__EXERCISE__
Each line in the data holding "pool" should be listed.

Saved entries

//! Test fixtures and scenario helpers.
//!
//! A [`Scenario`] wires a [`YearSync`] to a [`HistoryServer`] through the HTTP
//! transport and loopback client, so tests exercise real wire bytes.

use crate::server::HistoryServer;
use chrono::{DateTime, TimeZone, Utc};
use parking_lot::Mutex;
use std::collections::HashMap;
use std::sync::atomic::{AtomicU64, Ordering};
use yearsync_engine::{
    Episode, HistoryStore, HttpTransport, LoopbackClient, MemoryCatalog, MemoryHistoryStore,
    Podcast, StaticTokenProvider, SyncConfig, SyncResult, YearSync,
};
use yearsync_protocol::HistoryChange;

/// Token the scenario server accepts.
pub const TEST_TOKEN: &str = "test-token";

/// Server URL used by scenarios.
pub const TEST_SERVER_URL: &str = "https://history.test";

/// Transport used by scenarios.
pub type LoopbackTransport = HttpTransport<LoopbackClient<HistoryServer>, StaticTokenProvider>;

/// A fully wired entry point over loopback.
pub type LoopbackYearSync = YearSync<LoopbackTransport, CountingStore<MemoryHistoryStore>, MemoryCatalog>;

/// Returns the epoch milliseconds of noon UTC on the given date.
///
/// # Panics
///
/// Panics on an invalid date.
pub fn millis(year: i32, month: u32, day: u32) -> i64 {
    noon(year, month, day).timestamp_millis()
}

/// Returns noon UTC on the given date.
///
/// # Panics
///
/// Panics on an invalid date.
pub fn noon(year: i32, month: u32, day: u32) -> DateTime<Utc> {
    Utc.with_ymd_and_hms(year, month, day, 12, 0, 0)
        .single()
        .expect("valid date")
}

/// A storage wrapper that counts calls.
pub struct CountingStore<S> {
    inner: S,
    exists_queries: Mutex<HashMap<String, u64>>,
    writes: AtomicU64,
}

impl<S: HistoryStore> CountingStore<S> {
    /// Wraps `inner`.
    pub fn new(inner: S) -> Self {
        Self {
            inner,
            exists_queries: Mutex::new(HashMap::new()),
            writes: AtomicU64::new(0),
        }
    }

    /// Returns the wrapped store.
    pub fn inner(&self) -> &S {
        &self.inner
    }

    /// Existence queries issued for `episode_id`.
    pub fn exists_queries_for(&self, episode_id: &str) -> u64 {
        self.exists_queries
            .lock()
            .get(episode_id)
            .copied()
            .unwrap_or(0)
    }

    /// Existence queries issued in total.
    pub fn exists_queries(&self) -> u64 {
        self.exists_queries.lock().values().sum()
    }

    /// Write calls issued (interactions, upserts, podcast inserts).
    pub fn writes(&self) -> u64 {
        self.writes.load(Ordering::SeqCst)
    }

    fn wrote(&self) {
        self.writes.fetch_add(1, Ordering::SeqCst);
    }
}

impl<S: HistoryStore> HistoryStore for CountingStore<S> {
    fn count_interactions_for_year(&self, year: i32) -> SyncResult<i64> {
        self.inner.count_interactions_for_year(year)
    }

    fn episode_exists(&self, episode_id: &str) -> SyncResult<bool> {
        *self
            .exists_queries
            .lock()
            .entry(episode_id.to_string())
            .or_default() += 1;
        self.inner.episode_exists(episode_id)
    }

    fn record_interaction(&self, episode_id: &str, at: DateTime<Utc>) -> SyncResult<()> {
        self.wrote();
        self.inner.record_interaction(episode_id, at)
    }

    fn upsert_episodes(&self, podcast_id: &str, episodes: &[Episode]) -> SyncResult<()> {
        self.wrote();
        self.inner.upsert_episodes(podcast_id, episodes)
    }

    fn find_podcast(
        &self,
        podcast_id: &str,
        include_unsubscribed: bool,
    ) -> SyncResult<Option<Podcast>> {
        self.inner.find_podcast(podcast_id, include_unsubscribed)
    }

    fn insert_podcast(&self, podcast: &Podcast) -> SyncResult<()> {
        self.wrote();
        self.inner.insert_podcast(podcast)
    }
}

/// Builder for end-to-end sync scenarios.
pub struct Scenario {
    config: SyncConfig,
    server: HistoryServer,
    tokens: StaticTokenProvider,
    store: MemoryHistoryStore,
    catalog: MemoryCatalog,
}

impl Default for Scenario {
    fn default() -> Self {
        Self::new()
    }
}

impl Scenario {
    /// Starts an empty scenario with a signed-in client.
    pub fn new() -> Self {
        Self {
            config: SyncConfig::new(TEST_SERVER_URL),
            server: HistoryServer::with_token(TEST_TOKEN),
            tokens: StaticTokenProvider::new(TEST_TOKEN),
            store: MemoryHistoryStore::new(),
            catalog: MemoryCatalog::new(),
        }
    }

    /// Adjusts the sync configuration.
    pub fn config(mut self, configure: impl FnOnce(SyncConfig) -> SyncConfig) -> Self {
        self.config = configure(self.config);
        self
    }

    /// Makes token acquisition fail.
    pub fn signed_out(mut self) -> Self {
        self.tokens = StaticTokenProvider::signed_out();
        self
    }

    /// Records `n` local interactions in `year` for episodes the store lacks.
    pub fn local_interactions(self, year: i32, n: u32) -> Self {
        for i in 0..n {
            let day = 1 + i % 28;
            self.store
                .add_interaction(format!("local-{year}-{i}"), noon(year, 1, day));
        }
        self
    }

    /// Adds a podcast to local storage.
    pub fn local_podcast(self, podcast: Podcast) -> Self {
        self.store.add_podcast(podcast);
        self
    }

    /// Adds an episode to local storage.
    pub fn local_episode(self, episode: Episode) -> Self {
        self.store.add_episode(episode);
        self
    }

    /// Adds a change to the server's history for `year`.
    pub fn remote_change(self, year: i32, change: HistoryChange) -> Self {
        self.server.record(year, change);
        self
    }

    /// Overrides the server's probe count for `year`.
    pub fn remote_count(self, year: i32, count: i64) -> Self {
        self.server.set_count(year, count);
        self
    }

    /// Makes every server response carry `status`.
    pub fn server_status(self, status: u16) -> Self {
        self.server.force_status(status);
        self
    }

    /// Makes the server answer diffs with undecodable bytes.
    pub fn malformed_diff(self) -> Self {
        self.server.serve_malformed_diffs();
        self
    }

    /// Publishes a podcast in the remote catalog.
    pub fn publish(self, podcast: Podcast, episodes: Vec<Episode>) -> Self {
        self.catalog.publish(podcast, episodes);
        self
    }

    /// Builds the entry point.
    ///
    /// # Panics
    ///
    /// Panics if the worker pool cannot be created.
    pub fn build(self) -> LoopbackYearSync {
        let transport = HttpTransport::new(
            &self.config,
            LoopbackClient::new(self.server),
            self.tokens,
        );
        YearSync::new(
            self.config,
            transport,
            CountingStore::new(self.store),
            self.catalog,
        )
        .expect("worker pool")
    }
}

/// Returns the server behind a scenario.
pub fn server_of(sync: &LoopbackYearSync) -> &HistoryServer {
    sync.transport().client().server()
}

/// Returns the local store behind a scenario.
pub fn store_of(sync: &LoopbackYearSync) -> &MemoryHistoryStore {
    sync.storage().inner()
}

* * *

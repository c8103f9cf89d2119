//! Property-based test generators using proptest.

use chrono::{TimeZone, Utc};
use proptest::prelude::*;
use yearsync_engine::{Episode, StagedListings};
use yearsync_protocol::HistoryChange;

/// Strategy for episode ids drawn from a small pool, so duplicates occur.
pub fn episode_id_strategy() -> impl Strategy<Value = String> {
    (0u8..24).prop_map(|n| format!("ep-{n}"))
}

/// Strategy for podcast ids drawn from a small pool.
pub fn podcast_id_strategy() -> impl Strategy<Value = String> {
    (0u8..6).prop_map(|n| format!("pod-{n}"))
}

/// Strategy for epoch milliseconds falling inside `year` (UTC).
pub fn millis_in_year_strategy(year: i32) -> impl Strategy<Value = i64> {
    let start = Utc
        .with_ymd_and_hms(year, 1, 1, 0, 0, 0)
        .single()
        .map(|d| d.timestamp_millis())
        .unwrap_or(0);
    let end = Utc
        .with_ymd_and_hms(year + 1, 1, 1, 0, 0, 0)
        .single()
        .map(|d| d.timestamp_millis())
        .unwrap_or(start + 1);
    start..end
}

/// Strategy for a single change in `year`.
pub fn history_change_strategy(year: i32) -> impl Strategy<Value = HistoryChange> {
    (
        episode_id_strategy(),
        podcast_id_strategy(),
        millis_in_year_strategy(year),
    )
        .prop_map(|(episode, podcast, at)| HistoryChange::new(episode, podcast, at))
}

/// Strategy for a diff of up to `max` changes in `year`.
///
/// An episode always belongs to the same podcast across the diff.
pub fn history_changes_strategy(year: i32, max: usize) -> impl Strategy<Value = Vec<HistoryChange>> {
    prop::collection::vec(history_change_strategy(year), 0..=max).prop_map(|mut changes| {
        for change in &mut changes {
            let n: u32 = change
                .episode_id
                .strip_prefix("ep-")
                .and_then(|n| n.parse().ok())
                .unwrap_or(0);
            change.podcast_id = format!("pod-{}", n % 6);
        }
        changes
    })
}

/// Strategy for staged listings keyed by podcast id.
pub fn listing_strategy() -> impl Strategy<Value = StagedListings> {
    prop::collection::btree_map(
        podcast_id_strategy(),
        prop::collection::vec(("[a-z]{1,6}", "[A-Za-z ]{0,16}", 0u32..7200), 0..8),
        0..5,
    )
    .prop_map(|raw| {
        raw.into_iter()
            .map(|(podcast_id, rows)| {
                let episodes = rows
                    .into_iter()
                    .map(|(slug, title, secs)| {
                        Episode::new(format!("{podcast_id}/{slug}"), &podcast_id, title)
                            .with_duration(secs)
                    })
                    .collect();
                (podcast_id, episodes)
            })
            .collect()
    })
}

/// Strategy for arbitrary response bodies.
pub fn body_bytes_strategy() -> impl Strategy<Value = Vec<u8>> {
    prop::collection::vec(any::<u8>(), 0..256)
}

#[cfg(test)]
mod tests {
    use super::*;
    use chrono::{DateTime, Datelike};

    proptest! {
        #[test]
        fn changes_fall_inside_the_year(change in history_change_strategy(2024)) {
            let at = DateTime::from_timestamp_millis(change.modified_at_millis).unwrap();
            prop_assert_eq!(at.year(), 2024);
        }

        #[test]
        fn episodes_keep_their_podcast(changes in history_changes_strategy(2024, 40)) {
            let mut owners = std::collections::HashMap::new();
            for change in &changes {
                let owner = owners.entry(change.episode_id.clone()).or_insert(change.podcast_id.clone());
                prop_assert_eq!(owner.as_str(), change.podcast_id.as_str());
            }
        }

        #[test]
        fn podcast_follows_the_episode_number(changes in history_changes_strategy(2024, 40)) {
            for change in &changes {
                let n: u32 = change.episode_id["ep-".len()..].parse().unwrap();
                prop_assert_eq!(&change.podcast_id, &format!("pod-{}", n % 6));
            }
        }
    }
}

__OUTPUT FOR THIS TASK__
    /// Panics if the worker pool cannot be created.
        .expect("worker pool")
/// Strategy for episode ids drawn from a small pool, so duplicates occur.
/// Strategy for podcast ids drawn from a small pool.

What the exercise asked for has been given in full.